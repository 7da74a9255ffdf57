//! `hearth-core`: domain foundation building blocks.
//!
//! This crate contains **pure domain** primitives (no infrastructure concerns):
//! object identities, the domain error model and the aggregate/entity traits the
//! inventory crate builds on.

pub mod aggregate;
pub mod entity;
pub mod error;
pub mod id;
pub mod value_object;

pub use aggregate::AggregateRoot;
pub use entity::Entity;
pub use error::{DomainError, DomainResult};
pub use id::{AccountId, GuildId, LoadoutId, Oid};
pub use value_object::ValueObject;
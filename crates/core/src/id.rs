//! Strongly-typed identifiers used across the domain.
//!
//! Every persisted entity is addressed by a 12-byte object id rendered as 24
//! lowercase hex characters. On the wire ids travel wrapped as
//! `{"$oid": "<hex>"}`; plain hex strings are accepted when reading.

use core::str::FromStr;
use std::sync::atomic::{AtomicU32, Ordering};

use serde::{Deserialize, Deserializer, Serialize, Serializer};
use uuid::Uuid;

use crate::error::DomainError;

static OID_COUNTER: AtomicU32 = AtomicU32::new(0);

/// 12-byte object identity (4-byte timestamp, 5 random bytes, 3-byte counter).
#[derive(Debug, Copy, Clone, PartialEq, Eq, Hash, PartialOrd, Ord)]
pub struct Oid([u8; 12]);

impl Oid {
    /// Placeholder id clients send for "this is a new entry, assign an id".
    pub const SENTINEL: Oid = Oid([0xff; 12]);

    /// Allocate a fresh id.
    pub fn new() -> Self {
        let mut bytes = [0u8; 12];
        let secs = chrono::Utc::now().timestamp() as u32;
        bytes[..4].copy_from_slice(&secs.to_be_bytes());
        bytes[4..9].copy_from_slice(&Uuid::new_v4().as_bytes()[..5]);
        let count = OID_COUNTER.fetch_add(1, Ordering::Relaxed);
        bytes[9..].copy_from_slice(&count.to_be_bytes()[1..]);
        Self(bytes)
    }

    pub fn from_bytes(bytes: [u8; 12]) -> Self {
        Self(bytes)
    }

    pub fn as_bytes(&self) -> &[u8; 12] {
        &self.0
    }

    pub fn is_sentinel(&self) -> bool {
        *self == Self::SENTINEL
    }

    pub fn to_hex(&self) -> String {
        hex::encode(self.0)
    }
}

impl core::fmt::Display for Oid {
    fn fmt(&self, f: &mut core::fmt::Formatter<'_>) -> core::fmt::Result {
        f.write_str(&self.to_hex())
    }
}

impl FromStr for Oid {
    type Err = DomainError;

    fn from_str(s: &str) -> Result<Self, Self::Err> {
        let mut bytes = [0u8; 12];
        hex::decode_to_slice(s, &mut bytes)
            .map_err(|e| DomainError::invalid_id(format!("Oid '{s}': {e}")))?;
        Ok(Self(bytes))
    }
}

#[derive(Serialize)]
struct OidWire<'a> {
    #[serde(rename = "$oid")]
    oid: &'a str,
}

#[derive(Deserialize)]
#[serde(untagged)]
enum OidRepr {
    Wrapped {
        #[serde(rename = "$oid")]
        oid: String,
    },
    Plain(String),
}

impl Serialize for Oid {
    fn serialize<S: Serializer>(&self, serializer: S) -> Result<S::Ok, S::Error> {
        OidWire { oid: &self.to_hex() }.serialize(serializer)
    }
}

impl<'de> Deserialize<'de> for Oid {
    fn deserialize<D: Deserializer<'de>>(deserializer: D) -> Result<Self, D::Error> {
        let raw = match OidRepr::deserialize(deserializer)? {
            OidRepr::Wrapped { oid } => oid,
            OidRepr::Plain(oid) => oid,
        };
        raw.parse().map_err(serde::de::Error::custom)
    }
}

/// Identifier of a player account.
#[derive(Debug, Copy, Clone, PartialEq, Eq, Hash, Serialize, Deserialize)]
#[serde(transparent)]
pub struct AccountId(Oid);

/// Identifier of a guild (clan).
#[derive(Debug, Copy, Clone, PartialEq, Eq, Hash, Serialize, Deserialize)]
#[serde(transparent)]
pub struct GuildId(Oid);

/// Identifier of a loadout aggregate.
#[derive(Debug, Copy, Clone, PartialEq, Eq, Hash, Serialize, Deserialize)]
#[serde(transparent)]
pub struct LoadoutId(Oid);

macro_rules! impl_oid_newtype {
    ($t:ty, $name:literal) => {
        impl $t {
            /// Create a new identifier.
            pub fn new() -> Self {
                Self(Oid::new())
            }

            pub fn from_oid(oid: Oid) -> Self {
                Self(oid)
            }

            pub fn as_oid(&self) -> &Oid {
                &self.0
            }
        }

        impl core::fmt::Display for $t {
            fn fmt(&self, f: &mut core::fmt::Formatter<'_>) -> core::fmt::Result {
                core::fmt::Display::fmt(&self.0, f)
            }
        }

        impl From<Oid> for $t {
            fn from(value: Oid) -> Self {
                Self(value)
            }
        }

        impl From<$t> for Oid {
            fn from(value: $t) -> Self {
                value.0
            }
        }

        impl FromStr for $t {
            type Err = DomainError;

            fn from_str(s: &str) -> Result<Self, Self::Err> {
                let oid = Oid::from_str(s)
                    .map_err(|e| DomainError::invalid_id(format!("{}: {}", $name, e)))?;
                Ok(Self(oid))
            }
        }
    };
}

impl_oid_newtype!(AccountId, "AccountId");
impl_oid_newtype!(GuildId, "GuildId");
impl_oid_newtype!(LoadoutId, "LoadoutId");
——
Exercise requirements:
All lines above from the line with "($t:ty, $name:literal) =>" through the line with "impl From<Oid> for", both included, are to be set down exactly, with nothing else.

Your solution:
    ($t:ty, $name:literal) => {
        impl $t {
            /// Create a new identifier.
            pub fn new() -> Self {
                Self(Oid::new())
            }

            pub fn from_oid(oid: Oid) -> Self {
                Self(oid)
            }

            pub fn as_oid(&self) -> &Oid {
                &self.0
            }
        }

        impl core::fmt::Display for $t {
            fn fmt(&self, f: &mut core::fmt::Formatter<'_>) -> core::fmt::Result {
                core::fmt::Display::fmt(&self.0, f)
            }
        }

        impl From<Oid> for $t {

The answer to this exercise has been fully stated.